* _BRIEF_: Each entry should be duplicated exactly, with no line missing.

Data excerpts
/---

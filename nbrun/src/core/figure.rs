//! Figure model and the per-run figure registry.
//!
//! The registry mirrors a stateful plotting API: figures are opened
//! explicitly, drawing calls target the active figure, and a drawing call with
//! nothing open creates an implicit "current" figure. The implicit figure only
//! exists while no figure is open; opening one promotes it into the registry.

use serde::{Deserialize, Serialize};

pub type FigureId = u64;

/// Default number of histogram bins.
pub const DEFAULT_HIST_BINS: usize = 10;

#[derive(Debug, Clone, Copy, PartialEq, Eq, Serialize, Deserialize)]
#[serde(rename_all = "lowercase")]
pub enum SeriesKind {
    Line,
    Scatter,
    Bar,
}

/// One drawn series. Bar series built from labels carry them in `categories`
/// and use `0..n` as their x positions.
#[derive(Debug, Clone, PartialEq, Serialize, Deserialize)]
pub struct Series {
    pub kind: SeriesKind,
    pub label: Option<String>,
    pub xs: Vec<f64>,
    pub ys: Vec<f64>,
    pub categories: Vec<String>,
}

impl Series {
    pub fn new(kind: SeriesKind, xs: Vec<f64>, ys: Vec<f64>) -> Self {
        Self {
            kind,
            label: None,
            xs,
            ys,
            categories: Vec::new(),
        }
    }

    pub fn with_label(mut self, label: Option<String>) -> Self {
        self.label = label;
        self
    }

    /// Bar series over category labels.
    pub fn categorical_bars(categories: Vec<String>, heights: Vec<f64>) -> Self {
        let xs = (0..heights.len()).map(|i| i as f64).collect();
        Self {
            kind: SeriesKind::Bar,
            label: None,
            xs,
            ys: heights,
            categories,
        }
    }
}

/// An in-memory plot awaiting rendering.
#[derive(Debug, Clone, PartialEq, Serialize, Deserialize)]
pub struct Figure {
    pub id: FigureId,
    pub title: Option<String>,
    pub xlabel: Option<String>,
    pub ylabel: Option<String>,
    pub series: Vec<Series>,
}

impl Figure {
    pub fn new(id: FigureId) -> Self {
        Self {
            id,
            title: None,
            xlabel: None,
            ylabel: None,
            series: Vec::new(),
        }
    }

    /// True when nothing has been drawn.
    pub fn is_empty(&self) -> bool {
        self.series.iter().all(|s| s.ys.is_empty())
    }
}

/// Pixel size of a rendered figure.
#[derive(Debug, Clone, Copy, PartialEq, Eq)]
pub struct FigureSize {
    pub width: u32,
    pub height: u32,
}

/// Figure settings (TOML `[figure]` table).
#[derive(Debug, Clone, Serialize, Deserialize, PartialEq, Eq)]
#[serde(default)]
pub struct FigureSettings {
    pub width: u32,
    pub height: u32,
    /// Bin count used by `plt::hist(values)`.
    pub hist_bins: usize,
}

impl Default for FigureSettings {
    fn default() -> Self {
        Self {
            width: 640,
            height: 480,
            hist_bins: DEFAULT_HIST_BINS,
        }
    }
}

impl FigureSettings {
    pub fn size(&self) -> FigureSize {
        FigureSize {
            width: self.width,
            height: self.height,
        }
    }
}

/// Open figures for one run.
#[derive(Debug, Default)]
pub struct FigureRegistry {
    last_id: FigureId,
    open: Vec<Figure>,
    current: Option<Figure>,
    active: Option<FigureId>,
}

impl FigureRegistry {
    pub fn new() -> Self {
        Self::default()
    }

    fn allocate_id(&mut self) -> FigureId {
        self.last_id += 1;
        self.last_id
    }

    fn active_index(&self) -> Option<usize> {
        let id = self.active?;
        self.open.iter().position(|f| f.id == id)
    }

    /// Open a new figure and make it active.
    pub fn open(&mut self, title: Option<String>) -> FigureId {
        if let Some(implicit) = self.current.take() {
            self.open.push(implicit);
        }
        let id = self.allocate_id();
        let mut figure = Figure::new(id);
        figure.title = title;
        self.open.push(figure);
        self.active = Some(id);
        id
    }

    /// Figure targeted by stateful drawing calls.
    ///
    /// Falls back to the most recently opened figure, then to the implicit
    /// current figure, creating it if nothing exists.
    pub fn active_mut(&mut self) -> &mut Figure {
        if let Some(idx) = self.active_index() {
            return &mut self.open[idx];
        }
        if !self.open.is_empty() {
            let idx = self.open.len() - 1;
            self.active = Some(self.open[idx].id);
            return &mut self.open[idx];
        }
        let existing = self.current.as_ref().map(|f| f.id);
        let id = match existing {
            Some(id) => id,
            None => self.allocate_id(),
        };
        self.current.get_or_insert_with(|| Figure::new(id))
    }

    pub fn get(&self, id: FigureId) -> Option<&Figure> {
        self.open
            .iter()
            .chain(self.current.iter())
            .find(|f| f.id == id)
    }

    pub fn get_mut(&mut self, id: FigureId) -> Option<&mut Figure> {
        self.open
            .iter_mut()
            .chain(self.current.iter_mut())
            .find(|f| f.id == id)
    }

    /// Make an existing figure the target of stateful calls.
    pub fn activate(&mut self, id: FigureId) -> bool {
        if self.open.iter().any(|f| f.id == id) {
            self.active = Some(id);
            return true;
        }
        self.current.as_ref().is_some_and(|f| f.id == id)
    }

    /// Close a figure without rendering it. Returns whether it was open.
    pub fn close(&mut self, id: FigureId) -> bool {
        if self.active == Some(id) {
            self.active = None;
        }
        if let Some(idx) = self.open.iter().position(|f| f.id == id) {
            self.open.remove(idx);
            return true;
        }
        if self.current.as_ref().is_some_and(|f| f.id == id) {
            self.current = None;
            return true;
        }
        false
    }

    /// Close whatever `active_mut` would target, without creating anything.
    pub fn close_active(&mut self) -> bool {
        let target = self
            .active_index()
            .map(|idx| self.open[idx].id)
            .or_else(|| self.open.last().map(|f| f.id))
            .or_else(|| self.current.as_ref().map(|f| f.id));
        match target {
            Some(id) => self.close(id),
            None => false,
        }
    }

    pub fn close_all(&mut self) {
        self.open.clear();
        self.current = None;
        self.active = None;
    }

    /// Remove and return the figures a render call should show.
    ///
    /// All open figures, or the implicit current figure when none are open.
    /// Returned figures are closed: a later call never yields them again.
    pub fn take_for_show(&mut self) -> Vec<Figure> {
        self.active = None;
        if self.open.is_empty() {
            return self.current.take().into_iter().collect();
        }
        std::mem::take(&mut self.open)
    }

    pub fn open_count(&self) -> usize {
        self.open.len()
    }

    pub fn has_current(&self) -> bool {
        self.current.is_some()
    }

    /// True when neither open figures nor an implicit current figure exist.
    pub fn is_empty(&self) -> bool {
        self.open.is_empty() && self.current.is_none()
    }
}

/// Bucket `values` into `bins` equal-width bins.
///
/// Returns `(centers, counts, bin_width)`. The maximum value lands in the last
/// bin. Non-finite values are ignored.
pub fn histogram(values: &[f64], bins: usize) -> (Vec<f64>, Vec<f64>, f64) {
    let finite: Vec<f64> = values.iter().copied().filter(|v| v.is_finite()).collect();
    if finite.is_empty() || bins == 0 {
        return (Vec::new(), Vec::new(), 1.0);
    }
    let min = finite.iter().copied().fold(f64::INFINITY, f64::min);
    let max = finite.iter().copied().fold(f64::NEG_INFINITY, f64::max);
    let span = if max > min { max - min } else { 1.0 };
    let width = span / bins as f64;

    let mut counts = vec![0.0; bins];
    for v in finite {
        let idx = (((v - min) / width) as usize).min(bins - 1);
        counts[idx] += 1.0;
    }
    let centers = (0..bins)
        .map(|i| min + width * (i as f64 + 0.5))
        .collect();
    (centers, counts, width)
}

\---

* _RESPONSE TO THE TASK_:
filename nbrun/src/core/figure.rs
//! Figure model and the per-run figure registry.
//!
//! The registry mirrors a stateful plotting API: figures are opened
//! explicitly, drawing calls target the active figure, and a drawing call with
//! nothing open creates an implicit "current" figure. The implicit figure only
//! exists while no figure is open; opening one promotes it into the registry.

use serde::{Deserialize, Serialize};

pub type FigureId = u64;

/// Default number of histogram bins.
pub const DEFAULT_HIST_BINS: usize = 10;

#[derive(Debug, Clone, Copy, PartialEq, Eq, Serialize, Deserialize)]
#[serde(rename_all = "lowercase")]
pub enum SeriesKind {
    Line,
    Scatter,
    Bar,
}

/// One drawn series. Bar series built from labels carry them in `categories`
/// and use `0..n` as their x positions.
#[derive(Debug, Clone, PartialEq, Serialize, Deserialize)]
pub struct Series {
    pub kind: SeriesKind,
    pub label: Option<String>,
    pub xs: Vec<f64>,
    pub ys: Vec<f64>,
    pub categories: Vec<String>,
}

impl Series {
    pub fn new(kind: SeriesKind, xs: Vec<f64>, ys: Vec<f64>) -> Self {
        Self {
            kind,
            label: None,
            xs,
            ys,
            categories: Vec::new(),
        }
    }

    pub fn with_label(mut self, label: Option<String>) -> Self {
        self.label = label;
        self
    }

    /// Bar series over category labels.
    pub fn categorical_bars(categories: Vec<String>, heights: Vec<f64>) -> Self {
        let xs = (0..heights.len()).map(|i| i as f64).collect();
        Self {
            kind: SeriesKind::Bar,
            label: None,
            xs,
            ys: heights,
            categories,
        }
    }
}

/// An in-memory plot awaiting rendering.
#[derive(Debug, Clone, PartialEq, Serialize, Deserialize)]
pub struct Figure {
    pub id: FigureId,
    pub title: Option<String>,
    pub xlabel: Option<String>,
    pub ylabel: Option<String>,
    pub series: Vec<Series>,
}

impl Figure {
    pub fn new(id: FigureId) -> Self {
        Self {
            id,
            title: None,
            xlabel: None,
            ylabel: None,
            series: Vec::new(),
        }
    }

    /// True when nothing has been drawn.
    pub fn is_empty(&self) -> bool {
        self.series.iter().all(|s| s.ys.is_empty())
    }
}

/// Pixel size of a rendered figure.
#[derive(Debug, Clone, Copy, PartialEq, Eq)]
pub struct FigureSize {
    pub width: u32,
    pub height: u32,
}

/// Figure settings (TOML `[figure]` table).
#[derive(Debug, Clone, Serialize, Deserialize, PartialEq, Eq)]
#[serde(default)]
pub struct FigureSettings {
    pub width: u32,
    pub height: u32,
    /// Bin count used by `plt::hist(values)`.
    pub hist_bins: usize,
}

impl Default for FigureSettings {
    fn default() -> Self {
        Self {
            width: 640,
            height: 480,
            hist_bins: DEFAULT_HIST_BINS,
        }
    }
}

impl FigureSettings {
    pub fn size(&self) -> FigureSize {
        FigureSize {
            width: self.width,
            height: self.height,
        }
    }
}

/// Open figures for one run.
#[derive(Debug, Default)]
pub struct FigureRegistry {
    last_id: FigureId,
    open: Vec<Figure>,
    current: Option<Figure>,
    active: Option<FigureId>,
}

impl FigureRegistry {
    pub fn new() -> Self {
        Self::default()
    }

    fn allocate_id(&mut self) -> FigureId {
        self.last_id += 1;
        self.last_id
    }

    fn active_index(&self) -> Option<usize> {
        let id = self.active?;
        self.open.iter().position(|f| f.id == id)
    }

    /// Open a new figure and make it active.
    pub fn open(&mut self, title: Option<String>) -> FigureId {
        if let Some(implicit) = self.current.take() {
            self.open.push(implicit);
        }
        let id = self.allocate_id();
        let mut figure = Figure::new(id);
        figure.title = title;
        self.open.push(figure);
        self.active = Some(id);
        id
    }

    /// Figure targeted by stateful drawing calls.
    ///
    /// Falls back to the most recently opened figure, then to the implicit
    /// current figure, creating it if nothing exists.
    pub fn active_mut(&mut self) -> &mut Figure {
        if let Some(idx) = self.active_index() {
            return &mut self.open[idx];
        }
        if !self.open.is_empty() {
            let idx = self.open.len() - 1;
            self.active = Some(self.open[idx].id);
            return &mut self.open[idx];
        }
        let existing = self.current.as_ref().map(|f| f.id);
        let id = match existing {
            Some(id) => id,
            None => self.allocate_id(),
        };
        self.current.get_or_insert_with(|| Figure::new(id))
    }

    pub fn get(&self, id: FigureId) -> Option<&Figure> {
        self.open
            .iter()
            .chain(self.current.iter())
            .find(|f| f.id == id)
    }

    pub fn get_mut(&mut self, id: FigureId) -> Option<&mut Figure> {
        self.open
            .iter_mut()
            .chain(self.current.iter_mut())
            .find(|f| f.id == id)
    }

    /// Make an existing figure the target of stateful calls.
    pub fn activate(&mut self, id: FigureId) -> bool {
        if self.open.iter().any(|f| f.id == id) {
            self.active = Some(id);
            return true;
        }
        self.current.as_ref().is_some_and(|f| f.id == id)
    }

    /// Close a figure without rendering it. Returns whether it was open.
    pub fn close(&mut self, id: FigureId) -> bool {
        if self.active == Some(id) {
            self.active = None;
        }
        if let Some(idx) = self.open.iter().position(|f| f.id == id) {
            self.open.remove(idx);
            return true;
        }
        if self.current.as_ref().is_some_and(|f| f.id == id) {
            self.current = None;
            return true;
        }
        false
    }

    /// Close whatever `active_mut` would target, without creating anything.
    pub fn close_active(&mut self) -> bool {
        let target = self
            .active_index()
            .map(|idx| self.open[idx].id)
            .or_else(|| self.open.last().map(|f| f.id))
            .or_else(|| self.current.as_ref().map(|f| f.id));
        match target {
            Some(id) => self.close(id),
            None => false,
        }
    }

    pub fn close_all(&mut self) {
        self.open.clear();
        self.current = None;
        self.active = None;
    }

    /// Remove and return the figures a render call should show.
    ///
    /// All open figures, or the implicit current figure when none are open.
    /// Returned figures are closed: a later call never yields them again.
    pub fn take_for_show(&mut self) -> Vec<Figure> {
        self.active = None;
        if self.open.is_empty() {
            return self.current.take().into_iter().collect();
        }
        std::mem::take(&mut self.open)
    }

    pub fn open_count(&self) -> usize {
        self.open.len()
    }

    pub fn has_current(&self) -> bool {
        self.current.is_some()
    }

    /// True when neither open figures nor an implicit current figure exist.
    pub fn is_empty(&self) -> bool {
        self.open.is_empty() && self.current.is_none()
    }
}

/// Bucket `values` into `bins` equal-width bins.
///
/// Returns `(centers, counts, bin_width)`. The maximum value lands in the last
/// bin. Non-finite values are ignored.
pub fn histogram(values: &[f64], bins: usize) -> (Vec<f64>, Vec<f64>, f64) {
    let finite: Vec<f64> = values.iter().copied().filter(|v| v.is_finite()).collect();
    if finite.is_empty() || bins == 0 {
        return (Vec::new(), Vec::new(), 1.0);
    }
    let min = finite.iter().copied().fold(f64::INFINITY, f64::min);
    let max = finite.iter().copied().fold(f64::NEG_INFINITY, f64::max);
    let span = if max > min { max - min } else { 1.0 };
    let width = span / bins as f64;

    let mut counts = vec![0.0; bins];
    for v in finite {
        let idx = (((v - min) / width) as usize).min(bins - 1);
        counts[idx] += 1.0;
    }
    let centers = (0..bins)
        .map(|i| min + width * (i as f64 + 0.5))
        .collect();
    (centers, counts, width)
}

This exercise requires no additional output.